Le 5, jour de la publication de l’encyclique, nous avons appris également l’approbation par le pape du miracle attribué à l’intercession de don Alvaro, ouvrant ainsi la porte à sa béatification, et celle du miracle qui permettra la canonisation de Jean Paul II. La singulière coïncidence de ces deux actes pontificaux m’a rempli de joie. J’y vois une manifestation de l’harmonie spirituelle qui a lié ce grand pape à mon très cher prédécesseur à la tête de l’Œuvre.

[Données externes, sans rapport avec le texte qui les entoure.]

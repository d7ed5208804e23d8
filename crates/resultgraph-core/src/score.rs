//! Weighted result scores.
//!
//! Scores are a pure function of the backend's cached raw components and the
//! active [`ScoreWeights`], so switching presets is a cheap full recompute.

use crate::config::ScoreWeights;
use crate::model::{ResultRecord, ResultScore, Score, ScoreComponents};

/// Combine raw components into `{main, secondary}`.
///
/// `main` is the weight-normalized mean of the three components; `secondary`
/// is the raw confidence, used to break ties. Missing components score zero.
pub fn generate_score(components: Option<&ScoreComponents>, weights: &ScoreWeights) -> Score {
    let Some(c) = components else {
        return Score::default();
    };
    let total = weights.total();
    let main = if total > 0.0 {
        (c.confidence * weights.confidence_weight
            + c.novelty * weights.novelty_weight
            + c.clinical * weights.clinical_weight)
            / total
    } else {
        0.0
    };
    Score {
        main,
        secondary: c.confidence,
    }
}

/// Recompute the score of one result.
///
/// Pathfinder scores (plain numbers) are left as the backend sent them, as
/// are results without raw components.
pub fn rescore(result: &mut ResultRecord, weights: &ScoreWeights) {
    if matches!(result.score, Some(ResultScore::Plain(_))) {
        return;
    }
    if result.scores.is_none() && result.score.is_some() {
        return;
    }
    result.score = Some(ResultScore::Weighted(generate_score(
        result.scores.as_ref(),
        weights,
    )));
}

pub fn rescore_results(results: &mut [ResultRecord], weights: &ScoreWeights) {
    for result in results.iter_mut() {
        rescore(result, weights);
    }
}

Dans son encyclique, le pape nous rappelle que la foi en Jésus-Christ, en tout ce qu’il nous a révélé, demeure inchangée depuis les temps apostoliques. « Comment cela est-il possible ? Comment être sûrs de parvenir au “vrai Jésus” par-delà les siècles ? » [1] La réponse à ces questions, que certains de nos contemporains se posent, tient en définitive en une seule formule : par l’Église. « Comme toute famille, l’Église transmet à ses enfants le contenu de sa mémoire. Comment faire pour que rien ne soit perdu, et qu’au contraire l’héritage de la foi s’approfondisse toujours davantage ? C’est par la Tradition apostolique, conservée dans l’Église, avec l’aide de l’Esprit Saint. » [2]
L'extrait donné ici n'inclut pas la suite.